Run through the records and show each line that includes the string "transitions".
Start of Source records
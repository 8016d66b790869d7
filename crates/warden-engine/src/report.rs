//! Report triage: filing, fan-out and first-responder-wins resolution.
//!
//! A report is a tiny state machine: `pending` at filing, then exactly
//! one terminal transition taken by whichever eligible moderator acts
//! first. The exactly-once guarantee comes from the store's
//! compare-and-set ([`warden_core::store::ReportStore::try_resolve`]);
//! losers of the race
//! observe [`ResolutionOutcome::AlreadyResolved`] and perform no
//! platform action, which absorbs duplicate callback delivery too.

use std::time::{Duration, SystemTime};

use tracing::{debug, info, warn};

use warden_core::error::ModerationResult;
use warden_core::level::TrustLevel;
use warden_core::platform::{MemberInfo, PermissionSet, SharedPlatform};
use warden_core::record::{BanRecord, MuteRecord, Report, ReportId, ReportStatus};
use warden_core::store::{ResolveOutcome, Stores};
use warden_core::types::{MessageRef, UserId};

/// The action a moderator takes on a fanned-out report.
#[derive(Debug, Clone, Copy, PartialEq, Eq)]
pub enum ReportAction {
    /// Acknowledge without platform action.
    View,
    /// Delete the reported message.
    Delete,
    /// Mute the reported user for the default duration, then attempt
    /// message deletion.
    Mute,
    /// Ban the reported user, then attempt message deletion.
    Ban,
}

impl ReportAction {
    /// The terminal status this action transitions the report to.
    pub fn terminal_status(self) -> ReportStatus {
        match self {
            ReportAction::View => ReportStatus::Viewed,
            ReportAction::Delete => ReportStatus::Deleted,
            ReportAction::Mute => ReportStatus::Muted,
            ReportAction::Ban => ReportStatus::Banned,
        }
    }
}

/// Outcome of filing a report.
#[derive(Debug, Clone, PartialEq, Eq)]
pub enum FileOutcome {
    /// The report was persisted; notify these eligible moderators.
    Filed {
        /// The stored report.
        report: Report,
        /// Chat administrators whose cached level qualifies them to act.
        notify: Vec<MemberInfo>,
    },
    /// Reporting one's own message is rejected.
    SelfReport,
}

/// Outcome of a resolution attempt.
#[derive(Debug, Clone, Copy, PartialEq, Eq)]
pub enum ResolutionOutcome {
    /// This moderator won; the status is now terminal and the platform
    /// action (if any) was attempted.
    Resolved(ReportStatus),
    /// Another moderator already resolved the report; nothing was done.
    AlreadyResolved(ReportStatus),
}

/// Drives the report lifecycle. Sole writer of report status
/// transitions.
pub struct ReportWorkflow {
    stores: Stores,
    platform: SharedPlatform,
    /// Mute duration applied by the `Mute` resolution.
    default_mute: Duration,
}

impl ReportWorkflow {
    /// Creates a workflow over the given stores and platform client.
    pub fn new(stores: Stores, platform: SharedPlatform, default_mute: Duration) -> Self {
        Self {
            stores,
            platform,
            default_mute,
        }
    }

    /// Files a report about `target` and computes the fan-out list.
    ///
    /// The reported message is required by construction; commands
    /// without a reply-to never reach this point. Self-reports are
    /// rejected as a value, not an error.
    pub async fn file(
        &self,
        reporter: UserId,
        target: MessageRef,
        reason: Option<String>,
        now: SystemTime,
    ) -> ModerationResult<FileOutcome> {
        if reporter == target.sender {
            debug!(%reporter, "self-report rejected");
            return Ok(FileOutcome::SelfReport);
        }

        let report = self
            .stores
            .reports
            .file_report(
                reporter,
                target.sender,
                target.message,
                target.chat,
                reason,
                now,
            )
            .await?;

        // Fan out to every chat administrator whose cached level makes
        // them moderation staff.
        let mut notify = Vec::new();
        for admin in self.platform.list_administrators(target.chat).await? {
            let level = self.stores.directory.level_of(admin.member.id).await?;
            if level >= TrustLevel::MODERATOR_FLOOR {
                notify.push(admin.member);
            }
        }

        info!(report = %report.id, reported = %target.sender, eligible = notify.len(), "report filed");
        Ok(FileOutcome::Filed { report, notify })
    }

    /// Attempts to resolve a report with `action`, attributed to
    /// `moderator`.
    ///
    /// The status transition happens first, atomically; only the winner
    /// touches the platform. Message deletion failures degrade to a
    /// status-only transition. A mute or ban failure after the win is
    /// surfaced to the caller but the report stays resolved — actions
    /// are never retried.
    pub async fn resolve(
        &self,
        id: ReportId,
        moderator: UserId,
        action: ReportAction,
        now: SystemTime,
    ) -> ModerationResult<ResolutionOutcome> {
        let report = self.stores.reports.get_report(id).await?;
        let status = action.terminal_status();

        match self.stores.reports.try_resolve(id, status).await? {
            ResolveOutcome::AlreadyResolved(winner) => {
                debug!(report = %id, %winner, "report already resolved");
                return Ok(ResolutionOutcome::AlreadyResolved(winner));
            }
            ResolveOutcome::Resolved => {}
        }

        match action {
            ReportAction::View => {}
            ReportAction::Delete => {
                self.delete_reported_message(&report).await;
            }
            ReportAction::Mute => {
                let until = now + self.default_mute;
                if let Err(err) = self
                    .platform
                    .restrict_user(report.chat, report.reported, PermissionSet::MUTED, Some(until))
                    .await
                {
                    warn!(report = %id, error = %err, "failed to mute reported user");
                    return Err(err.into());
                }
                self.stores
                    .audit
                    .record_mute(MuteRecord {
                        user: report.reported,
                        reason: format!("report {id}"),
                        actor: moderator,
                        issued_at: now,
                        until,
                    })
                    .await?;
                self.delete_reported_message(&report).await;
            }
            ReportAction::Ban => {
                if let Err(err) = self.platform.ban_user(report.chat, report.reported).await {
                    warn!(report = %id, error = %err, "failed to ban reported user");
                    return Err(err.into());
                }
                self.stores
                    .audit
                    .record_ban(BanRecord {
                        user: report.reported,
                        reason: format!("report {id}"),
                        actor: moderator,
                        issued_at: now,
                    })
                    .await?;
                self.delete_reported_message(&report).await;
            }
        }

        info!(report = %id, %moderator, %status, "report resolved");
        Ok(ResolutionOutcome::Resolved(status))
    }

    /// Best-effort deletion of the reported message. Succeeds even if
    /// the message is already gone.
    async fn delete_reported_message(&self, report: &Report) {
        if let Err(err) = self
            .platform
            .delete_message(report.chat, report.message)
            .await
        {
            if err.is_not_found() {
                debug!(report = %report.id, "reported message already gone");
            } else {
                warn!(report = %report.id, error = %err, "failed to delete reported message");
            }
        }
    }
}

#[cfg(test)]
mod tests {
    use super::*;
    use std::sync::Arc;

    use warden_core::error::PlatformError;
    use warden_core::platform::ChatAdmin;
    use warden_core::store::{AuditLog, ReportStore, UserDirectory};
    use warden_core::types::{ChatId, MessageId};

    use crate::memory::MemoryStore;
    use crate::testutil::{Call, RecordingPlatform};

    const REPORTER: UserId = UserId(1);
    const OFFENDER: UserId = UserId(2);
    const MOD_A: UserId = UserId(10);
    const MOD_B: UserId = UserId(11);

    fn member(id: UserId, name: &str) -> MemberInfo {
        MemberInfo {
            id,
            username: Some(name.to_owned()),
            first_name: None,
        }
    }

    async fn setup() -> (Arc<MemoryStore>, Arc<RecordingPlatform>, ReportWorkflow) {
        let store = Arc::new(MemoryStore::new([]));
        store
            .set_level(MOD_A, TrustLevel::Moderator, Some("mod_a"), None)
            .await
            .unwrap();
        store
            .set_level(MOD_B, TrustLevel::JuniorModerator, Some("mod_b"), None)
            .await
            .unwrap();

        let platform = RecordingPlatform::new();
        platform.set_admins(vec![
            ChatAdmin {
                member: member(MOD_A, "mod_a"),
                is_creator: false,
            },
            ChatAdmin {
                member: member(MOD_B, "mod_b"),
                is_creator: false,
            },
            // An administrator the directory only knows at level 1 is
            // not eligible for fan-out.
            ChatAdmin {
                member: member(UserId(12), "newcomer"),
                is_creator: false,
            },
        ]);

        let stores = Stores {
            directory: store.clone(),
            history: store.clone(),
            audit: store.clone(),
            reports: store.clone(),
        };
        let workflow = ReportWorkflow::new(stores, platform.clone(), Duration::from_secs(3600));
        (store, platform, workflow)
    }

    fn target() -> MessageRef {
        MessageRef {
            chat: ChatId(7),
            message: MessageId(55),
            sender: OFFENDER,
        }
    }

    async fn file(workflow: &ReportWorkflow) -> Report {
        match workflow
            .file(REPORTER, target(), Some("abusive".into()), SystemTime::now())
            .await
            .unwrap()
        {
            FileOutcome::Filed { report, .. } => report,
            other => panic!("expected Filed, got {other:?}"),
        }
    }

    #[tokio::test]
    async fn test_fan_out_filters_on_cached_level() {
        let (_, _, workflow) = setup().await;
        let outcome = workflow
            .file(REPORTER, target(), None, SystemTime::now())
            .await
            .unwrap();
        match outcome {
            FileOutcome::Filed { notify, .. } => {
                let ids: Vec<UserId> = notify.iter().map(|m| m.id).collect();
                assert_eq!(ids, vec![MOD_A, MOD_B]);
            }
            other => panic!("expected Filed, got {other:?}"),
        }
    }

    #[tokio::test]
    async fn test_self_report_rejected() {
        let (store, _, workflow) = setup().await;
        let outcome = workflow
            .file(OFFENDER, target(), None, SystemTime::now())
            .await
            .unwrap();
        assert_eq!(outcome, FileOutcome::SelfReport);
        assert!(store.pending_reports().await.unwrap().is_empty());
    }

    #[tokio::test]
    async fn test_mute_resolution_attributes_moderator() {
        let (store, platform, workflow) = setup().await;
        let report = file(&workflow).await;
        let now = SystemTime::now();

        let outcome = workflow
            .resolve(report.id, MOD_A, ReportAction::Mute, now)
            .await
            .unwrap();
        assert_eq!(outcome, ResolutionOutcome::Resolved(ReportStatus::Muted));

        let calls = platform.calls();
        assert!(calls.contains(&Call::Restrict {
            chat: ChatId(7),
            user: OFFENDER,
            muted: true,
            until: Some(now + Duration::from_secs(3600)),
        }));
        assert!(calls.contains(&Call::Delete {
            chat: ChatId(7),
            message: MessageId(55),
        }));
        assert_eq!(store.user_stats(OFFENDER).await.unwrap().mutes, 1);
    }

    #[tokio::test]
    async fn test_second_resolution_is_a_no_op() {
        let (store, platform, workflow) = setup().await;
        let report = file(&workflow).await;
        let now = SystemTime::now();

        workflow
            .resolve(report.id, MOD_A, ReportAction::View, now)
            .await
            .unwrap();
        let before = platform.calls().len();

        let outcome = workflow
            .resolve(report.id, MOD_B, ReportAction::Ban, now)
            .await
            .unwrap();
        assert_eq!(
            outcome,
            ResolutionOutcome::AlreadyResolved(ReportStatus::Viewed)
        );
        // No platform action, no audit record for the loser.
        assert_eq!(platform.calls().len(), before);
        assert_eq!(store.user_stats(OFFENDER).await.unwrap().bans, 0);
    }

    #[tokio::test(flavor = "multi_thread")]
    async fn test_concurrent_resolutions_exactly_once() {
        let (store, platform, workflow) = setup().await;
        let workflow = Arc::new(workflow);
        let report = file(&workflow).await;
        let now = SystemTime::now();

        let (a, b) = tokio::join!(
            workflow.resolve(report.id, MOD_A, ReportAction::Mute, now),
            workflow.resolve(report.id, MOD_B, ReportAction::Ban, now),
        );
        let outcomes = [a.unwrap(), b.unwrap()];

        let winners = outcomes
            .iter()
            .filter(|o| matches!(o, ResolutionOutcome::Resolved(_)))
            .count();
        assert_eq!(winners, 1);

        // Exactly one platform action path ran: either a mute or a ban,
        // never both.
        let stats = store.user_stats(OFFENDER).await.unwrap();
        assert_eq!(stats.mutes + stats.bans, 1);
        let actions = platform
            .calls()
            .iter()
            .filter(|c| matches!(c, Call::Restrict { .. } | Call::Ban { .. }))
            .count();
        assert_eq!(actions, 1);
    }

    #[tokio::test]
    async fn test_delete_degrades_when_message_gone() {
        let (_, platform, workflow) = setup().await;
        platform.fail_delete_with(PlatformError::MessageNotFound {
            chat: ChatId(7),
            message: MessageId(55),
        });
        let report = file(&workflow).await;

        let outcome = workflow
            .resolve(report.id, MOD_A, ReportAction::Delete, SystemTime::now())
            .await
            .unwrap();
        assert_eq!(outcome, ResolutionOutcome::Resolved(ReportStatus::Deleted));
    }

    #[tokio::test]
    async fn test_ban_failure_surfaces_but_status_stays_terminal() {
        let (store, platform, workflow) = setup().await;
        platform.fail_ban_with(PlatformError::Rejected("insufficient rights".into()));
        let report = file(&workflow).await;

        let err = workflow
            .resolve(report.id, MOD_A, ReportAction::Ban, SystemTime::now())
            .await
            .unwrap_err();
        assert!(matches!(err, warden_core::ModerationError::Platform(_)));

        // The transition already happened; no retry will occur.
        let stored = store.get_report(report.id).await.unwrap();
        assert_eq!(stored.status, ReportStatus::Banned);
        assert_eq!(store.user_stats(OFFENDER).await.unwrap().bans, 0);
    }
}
End of Source records
Start of Source records
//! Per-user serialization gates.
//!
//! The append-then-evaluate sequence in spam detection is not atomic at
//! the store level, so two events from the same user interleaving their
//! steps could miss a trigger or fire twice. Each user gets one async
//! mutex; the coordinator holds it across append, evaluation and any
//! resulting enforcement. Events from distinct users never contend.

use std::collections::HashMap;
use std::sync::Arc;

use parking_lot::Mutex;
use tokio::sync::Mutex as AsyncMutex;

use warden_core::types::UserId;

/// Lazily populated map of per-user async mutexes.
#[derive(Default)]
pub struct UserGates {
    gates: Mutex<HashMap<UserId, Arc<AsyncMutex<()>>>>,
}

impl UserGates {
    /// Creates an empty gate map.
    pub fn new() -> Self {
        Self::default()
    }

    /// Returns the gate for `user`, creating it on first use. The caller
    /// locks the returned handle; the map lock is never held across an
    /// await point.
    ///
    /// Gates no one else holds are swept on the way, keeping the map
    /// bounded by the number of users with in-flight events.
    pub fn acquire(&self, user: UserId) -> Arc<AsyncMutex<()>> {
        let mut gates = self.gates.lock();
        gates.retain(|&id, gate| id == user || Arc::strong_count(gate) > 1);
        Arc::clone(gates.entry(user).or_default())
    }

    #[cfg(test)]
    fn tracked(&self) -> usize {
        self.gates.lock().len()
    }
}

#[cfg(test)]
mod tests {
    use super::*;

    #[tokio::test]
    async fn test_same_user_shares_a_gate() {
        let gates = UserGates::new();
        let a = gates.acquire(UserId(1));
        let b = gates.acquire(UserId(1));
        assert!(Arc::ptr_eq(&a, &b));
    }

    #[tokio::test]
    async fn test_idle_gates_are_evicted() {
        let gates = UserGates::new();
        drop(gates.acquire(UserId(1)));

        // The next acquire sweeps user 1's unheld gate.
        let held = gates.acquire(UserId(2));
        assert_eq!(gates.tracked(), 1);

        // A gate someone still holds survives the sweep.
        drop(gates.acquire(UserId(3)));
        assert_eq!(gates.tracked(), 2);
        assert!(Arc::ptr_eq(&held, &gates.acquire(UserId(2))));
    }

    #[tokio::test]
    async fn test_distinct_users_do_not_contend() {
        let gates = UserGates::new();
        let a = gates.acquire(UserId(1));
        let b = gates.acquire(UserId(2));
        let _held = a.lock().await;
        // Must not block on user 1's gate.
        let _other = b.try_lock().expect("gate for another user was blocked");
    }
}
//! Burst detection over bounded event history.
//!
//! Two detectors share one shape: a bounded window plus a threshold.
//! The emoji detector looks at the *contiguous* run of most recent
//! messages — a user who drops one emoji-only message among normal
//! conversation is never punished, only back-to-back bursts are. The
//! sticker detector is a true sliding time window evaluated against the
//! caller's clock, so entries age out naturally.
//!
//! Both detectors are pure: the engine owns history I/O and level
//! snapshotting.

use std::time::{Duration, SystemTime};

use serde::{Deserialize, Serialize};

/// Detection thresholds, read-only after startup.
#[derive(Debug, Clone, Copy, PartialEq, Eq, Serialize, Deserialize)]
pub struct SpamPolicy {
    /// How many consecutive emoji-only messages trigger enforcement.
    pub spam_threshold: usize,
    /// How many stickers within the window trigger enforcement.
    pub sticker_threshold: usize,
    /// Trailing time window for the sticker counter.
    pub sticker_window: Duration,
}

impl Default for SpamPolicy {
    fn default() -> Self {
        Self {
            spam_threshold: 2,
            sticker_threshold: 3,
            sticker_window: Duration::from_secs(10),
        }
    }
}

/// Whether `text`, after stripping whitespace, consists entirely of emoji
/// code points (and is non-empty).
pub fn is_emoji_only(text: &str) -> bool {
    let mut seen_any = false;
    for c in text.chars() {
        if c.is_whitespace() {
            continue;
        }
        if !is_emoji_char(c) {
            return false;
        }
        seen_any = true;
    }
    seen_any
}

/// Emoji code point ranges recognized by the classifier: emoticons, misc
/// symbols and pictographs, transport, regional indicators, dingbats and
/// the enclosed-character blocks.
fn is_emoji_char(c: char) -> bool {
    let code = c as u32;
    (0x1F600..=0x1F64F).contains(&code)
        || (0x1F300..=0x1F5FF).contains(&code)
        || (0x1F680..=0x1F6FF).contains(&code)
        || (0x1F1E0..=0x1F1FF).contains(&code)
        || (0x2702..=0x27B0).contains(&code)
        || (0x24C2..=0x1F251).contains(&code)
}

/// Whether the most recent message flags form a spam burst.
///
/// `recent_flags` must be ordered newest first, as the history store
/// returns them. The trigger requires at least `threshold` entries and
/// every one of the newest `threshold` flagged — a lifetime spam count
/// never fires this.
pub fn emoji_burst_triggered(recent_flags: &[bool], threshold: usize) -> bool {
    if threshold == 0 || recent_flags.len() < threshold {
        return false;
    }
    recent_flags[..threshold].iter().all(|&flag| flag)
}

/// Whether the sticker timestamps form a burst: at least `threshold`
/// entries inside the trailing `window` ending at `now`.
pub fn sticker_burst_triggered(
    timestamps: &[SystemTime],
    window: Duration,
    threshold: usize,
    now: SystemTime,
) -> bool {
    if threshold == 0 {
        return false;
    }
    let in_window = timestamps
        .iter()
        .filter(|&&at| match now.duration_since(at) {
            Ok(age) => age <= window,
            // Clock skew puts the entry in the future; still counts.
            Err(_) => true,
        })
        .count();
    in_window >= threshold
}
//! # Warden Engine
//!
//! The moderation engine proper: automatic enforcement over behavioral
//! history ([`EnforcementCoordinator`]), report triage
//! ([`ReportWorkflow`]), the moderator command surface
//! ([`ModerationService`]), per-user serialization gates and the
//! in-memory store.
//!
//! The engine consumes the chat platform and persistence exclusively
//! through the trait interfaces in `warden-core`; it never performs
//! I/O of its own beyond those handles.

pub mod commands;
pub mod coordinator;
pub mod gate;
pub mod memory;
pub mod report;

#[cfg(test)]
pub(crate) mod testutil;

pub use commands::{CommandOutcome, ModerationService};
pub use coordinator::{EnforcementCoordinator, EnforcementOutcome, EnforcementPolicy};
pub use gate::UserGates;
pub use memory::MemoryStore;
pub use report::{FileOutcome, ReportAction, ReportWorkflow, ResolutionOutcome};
End of Source records
Start of Source records
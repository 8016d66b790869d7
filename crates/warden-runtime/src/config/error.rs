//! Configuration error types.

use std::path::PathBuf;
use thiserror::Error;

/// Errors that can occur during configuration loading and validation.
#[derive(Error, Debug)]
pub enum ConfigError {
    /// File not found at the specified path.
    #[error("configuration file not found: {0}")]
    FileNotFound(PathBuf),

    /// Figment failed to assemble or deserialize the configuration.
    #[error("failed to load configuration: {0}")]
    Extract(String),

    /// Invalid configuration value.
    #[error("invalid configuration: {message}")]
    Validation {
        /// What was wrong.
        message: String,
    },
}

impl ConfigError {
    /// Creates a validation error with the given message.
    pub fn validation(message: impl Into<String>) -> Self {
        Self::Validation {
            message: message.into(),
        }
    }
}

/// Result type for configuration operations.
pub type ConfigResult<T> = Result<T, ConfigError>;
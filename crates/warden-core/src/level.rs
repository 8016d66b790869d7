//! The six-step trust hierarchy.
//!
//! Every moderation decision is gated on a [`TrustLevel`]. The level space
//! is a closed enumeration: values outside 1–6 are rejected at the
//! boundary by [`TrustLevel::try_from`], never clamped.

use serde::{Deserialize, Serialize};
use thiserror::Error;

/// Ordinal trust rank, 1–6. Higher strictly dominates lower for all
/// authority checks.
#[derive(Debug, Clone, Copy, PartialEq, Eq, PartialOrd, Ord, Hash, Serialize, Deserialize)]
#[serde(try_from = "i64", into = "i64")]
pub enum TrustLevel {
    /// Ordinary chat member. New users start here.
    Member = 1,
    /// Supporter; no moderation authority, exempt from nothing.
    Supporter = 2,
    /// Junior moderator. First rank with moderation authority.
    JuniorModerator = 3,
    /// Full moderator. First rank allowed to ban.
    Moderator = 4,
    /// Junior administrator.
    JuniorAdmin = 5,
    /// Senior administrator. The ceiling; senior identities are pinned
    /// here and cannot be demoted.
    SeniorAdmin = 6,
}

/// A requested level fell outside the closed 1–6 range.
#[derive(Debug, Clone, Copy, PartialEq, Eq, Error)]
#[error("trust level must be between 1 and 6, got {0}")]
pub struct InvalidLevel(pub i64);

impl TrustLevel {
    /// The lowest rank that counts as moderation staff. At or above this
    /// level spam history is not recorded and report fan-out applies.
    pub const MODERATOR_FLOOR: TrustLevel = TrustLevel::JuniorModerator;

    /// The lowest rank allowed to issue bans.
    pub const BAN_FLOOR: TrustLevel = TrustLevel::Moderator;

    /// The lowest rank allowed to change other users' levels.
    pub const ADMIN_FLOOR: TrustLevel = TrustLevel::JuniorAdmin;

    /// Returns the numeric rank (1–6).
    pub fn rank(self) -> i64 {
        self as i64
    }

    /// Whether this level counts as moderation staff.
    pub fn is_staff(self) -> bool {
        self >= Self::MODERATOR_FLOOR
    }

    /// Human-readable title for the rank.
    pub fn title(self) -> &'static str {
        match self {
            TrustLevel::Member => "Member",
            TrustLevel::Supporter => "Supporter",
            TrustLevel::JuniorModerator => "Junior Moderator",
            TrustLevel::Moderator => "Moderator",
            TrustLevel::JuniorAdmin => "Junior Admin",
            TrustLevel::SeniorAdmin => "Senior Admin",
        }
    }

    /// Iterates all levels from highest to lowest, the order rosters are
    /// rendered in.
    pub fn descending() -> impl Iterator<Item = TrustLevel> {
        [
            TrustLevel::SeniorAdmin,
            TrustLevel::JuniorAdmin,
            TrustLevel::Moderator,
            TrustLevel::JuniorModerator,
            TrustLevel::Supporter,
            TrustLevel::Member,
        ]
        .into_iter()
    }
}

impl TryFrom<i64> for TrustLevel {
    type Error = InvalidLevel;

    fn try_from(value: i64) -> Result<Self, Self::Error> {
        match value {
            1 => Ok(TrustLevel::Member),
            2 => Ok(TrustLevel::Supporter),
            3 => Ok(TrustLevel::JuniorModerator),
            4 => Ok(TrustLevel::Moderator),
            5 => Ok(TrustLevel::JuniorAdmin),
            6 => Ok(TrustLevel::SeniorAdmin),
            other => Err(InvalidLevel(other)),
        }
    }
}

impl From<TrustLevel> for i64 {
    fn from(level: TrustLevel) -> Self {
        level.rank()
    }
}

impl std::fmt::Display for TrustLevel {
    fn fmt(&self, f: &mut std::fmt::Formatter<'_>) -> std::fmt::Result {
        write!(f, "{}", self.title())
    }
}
End of Source records
• Written answer
    /// The terminal status this action transitions the report to.
/// transitions.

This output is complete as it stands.